Top of Records for this task

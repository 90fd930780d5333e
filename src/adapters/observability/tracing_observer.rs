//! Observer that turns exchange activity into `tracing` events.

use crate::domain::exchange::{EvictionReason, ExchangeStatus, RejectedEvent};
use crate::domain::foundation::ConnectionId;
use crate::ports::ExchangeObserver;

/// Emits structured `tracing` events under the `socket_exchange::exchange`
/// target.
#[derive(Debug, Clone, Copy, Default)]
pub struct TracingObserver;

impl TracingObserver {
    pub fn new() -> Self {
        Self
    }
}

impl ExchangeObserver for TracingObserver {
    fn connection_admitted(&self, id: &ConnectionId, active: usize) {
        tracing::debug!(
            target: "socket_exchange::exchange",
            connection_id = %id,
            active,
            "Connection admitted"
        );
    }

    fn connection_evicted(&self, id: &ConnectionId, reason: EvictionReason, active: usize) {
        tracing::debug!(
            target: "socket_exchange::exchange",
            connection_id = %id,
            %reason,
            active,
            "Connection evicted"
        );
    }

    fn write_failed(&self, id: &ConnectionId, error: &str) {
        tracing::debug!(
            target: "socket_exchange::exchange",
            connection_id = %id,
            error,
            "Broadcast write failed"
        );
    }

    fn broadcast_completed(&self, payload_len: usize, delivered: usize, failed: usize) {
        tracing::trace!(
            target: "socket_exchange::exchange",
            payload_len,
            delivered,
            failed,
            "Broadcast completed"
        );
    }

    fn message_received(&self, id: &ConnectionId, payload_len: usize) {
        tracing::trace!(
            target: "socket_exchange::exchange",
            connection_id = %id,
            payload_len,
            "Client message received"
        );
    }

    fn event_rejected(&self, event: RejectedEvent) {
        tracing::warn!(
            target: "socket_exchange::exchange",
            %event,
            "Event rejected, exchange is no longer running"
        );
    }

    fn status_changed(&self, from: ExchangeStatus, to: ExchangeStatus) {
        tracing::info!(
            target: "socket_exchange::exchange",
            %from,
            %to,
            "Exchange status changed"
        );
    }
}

Bottom of Records for this task
Top of Records for this task

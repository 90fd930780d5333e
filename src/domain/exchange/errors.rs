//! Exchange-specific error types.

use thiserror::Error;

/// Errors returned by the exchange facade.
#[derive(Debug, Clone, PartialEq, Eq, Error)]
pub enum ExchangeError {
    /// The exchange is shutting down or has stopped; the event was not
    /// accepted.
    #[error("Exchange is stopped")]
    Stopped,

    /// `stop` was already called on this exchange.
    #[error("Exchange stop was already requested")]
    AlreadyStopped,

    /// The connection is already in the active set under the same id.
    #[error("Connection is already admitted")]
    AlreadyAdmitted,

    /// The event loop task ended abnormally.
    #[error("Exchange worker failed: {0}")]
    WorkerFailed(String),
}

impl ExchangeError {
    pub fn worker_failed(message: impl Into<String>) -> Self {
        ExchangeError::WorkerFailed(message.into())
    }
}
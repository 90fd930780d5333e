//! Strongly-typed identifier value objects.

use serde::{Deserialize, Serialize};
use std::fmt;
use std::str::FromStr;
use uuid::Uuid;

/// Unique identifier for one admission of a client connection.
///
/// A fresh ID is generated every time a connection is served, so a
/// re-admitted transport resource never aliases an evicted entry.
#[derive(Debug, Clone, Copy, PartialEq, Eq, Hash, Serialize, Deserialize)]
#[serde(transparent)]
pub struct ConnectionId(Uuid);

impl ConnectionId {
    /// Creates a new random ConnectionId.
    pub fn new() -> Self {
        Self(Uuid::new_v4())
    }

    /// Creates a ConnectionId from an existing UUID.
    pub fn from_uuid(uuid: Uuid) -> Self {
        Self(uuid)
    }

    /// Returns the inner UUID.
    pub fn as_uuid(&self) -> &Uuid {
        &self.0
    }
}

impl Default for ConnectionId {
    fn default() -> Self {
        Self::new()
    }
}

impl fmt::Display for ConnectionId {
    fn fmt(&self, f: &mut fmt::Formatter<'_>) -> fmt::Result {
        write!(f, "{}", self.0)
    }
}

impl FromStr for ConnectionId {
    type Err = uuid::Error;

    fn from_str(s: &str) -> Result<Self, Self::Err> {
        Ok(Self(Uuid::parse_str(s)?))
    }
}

Bottom of Records for this task

• Work request
Retype only this portion of the data above: the line containing "stop was already", the line containing "an existing UUID.", and all lines between them, exactly.

• Your solution
    #[error("Exchange stop was already requested")]
    AlreadyStopped,

    /// The connection is already in the active set under the same id.
    #[error("Connection is already admitted")]
    AlreadyAdmitted,

    /// The event loop task ended abnormally.
    #[error("Exchange worker failed: {0}")]
    WorkerFailed(String),
}

impl ExchangeError {
    pub fn worker_failed(message: impl Into<String>) -> Self {
        ExchangeError::WorkerFailed(message.into())
    }
}
repository 90fd930780d5333e
//! Strongly-typed identifier value objects.

use serde::{Deserialize, Serialize};
use std::fmt;
use std::str::FromStr;
use uuid::Uuid;

/// Unique identifier for one admission of a client connection.
///
/// A fresh ID is generated every time a connection is served, so a
/// re-admitted transport resource never aliases an evicted entry.
#[derive(Debug, Clone, Copy, PartialEq, Eq, Hash, Serialize, Deserialize)]
#[serde(transparent)]
pub struct ConnectionId(Uuid);

impl ConnectionId {
    /// Creates a new random ConnectionId.
    pub fn new() -> Self {
        Self(Uuid::new_v4())
    }

    /// Creates a ConnectionId from an existing UUID.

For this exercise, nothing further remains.